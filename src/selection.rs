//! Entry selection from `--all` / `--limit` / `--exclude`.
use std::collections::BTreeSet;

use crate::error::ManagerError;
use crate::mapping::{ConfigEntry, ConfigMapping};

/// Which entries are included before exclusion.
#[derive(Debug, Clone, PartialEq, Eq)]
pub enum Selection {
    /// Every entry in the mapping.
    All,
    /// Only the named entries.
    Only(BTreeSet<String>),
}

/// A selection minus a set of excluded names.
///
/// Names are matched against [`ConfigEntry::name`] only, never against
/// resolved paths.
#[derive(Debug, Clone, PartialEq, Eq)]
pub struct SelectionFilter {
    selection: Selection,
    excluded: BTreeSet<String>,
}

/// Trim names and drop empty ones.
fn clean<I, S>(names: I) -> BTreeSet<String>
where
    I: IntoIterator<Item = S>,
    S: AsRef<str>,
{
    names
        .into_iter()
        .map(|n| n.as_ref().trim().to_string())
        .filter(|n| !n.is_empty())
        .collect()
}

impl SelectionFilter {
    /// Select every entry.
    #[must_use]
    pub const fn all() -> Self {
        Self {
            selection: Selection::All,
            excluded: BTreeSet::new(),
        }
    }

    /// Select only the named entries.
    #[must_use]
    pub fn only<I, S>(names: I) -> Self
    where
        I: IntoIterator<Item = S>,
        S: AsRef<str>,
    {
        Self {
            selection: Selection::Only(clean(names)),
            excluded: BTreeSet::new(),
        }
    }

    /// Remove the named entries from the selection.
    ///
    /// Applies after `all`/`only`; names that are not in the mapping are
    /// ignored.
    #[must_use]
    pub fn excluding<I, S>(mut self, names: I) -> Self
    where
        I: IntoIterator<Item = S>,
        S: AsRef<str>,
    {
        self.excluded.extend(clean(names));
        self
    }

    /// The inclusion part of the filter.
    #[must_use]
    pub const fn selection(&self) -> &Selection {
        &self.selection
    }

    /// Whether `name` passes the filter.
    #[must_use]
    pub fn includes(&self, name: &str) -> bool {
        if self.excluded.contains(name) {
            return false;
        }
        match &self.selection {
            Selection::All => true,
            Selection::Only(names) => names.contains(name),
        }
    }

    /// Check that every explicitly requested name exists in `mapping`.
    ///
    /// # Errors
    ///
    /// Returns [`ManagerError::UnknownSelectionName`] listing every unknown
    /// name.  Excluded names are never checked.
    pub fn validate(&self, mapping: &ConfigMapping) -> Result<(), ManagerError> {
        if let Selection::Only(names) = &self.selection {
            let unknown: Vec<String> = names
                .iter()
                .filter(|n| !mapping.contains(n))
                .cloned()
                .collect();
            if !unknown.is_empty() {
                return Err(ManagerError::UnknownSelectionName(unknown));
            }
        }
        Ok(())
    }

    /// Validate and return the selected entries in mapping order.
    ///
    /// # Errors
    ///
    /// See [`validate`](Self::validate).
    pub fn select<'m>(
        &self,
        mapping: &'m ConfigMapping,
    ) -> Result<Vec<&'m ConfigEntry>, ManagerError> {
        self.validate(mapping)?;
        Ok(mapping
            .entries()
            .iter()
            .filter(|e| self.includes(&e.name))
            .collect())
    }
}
# # # # # # #
Output all of the records, keeping every word exact.

filename src/selection.rs
//! Entry selection from `--all` / `--limit` / `--exclude`.
use std::collections::BTreeSet;

use crate::error::ManagerError;
use crate::mapping::{ConfigEntry, ConfigMapping};

/// Which entries are included before exclusion.
#[derive(Debug, Clone, PartialEq, Eq)]
pub enum Selection {
    /// Every entry in the mapping.
    All,
    /// Only the named entries.
    Only(BTreeSet<String>),
}

/// A selection minus a set of excluded names.
///
/// Names are matched against [`ConfigEntry::name`] only, never against
/// resolved paths.
#[derive(Debug, Clone, PartialEq, Eq)]
pub struct SelectionFilter {
    selection: Selection,
    excluded: BTreeSet<String>,
}

/// Trim names and drop empty ones.
fn clean<I, S>(names: I) -> BTreeSet<String>
where
    I: IntoIterator<Item = S>,
    S: AsRef<str>,
{
    names
        .into_iter()
        .map(|n| n.as_ref().trim().to_string())
        .filter(|n| !n.is_empty())
        .collect()
}

impl SelectionFilter {
    /// Select every entry.
    #[must_use]
    pub const fn all() -> Self {
        Self {
            selection: Selection::All,
            excluded: BTreeSet::new(),
        }
    }

    /// Select only the named entries.
    #[must_use]
    pub fn only<I, S>(names: I) -> Self
    where
        I: IntoIterator<Item = S>,
        S: AsRef<str>,
    {
        Self {
            selection: Selection::Only(clean(names)),
            excluded: BTreeSet::new(),
        }
    }

    /// Remove the named entries from the selection.
    ///
    /// Applies after `all`/`only`; names that are not in the mapping are
    /// ignored.
    #[must_use]
    pub fn excluding<I, S>(mut self, names: I) -> Self
    where
        I: IntoIterator<Item = S>,
        S: AsRef<str>,
    {
        self.excluded.extend(clean(names));
        self
    }

    /// The inclusion part of the filter.
    #[must_use]
    pub const fn selection(&self) -> &Selection {
        &self.selection
    }

    /// Whether `name` passes the filter.
    #[must_use]
    pub fn includes(&self, name: &str) -> bool {
        if self.excluded.contains(name) {
            return false;
        }
        match &self.selection {
            Selection::All => true,
            Selection::Only(names) => names.contains(name),
        }
    }

    /// Check that every explicitly requested name exists in `mapping`.
    ///
    /// # Errors
    ///
    /// Returns [`ManagerError::UnknownSelectionName`] listing every unknown
    /// name.  Excluded names are never checked.
    pub fn validate(&self, mapping: &ConfigMapping) -> Result<(), ManagerError> {
        if let Selection::Only(names) = &self.selection {
            let unknown: Vec<String> = names
                .iter()
                .filter(|n| !mapping.contains(n))
                .cloned()
                .collect();
            if !unknown.is_empty() {
                return Err(ManagerError::UnknownSelectionName(unknown));
            }
        }
        Ok(())
    }

    /// Validate and return the selected entries in mapping order.
    ///
    /// # Errors
    ///
    /// See [`validate`](Self::validate).
    pub fn select<'m>(
        &self,
        mapping: &'m ConfigMapping,
    ) -> Result<Vec<&'m ConfigEntry>, ManagerError> {
        self.validate(mapping)?;
        Ok(mapping
            .entries()
            .iter()
            .filter(|e| self.includes(&e.name))
            .collect())
    }
}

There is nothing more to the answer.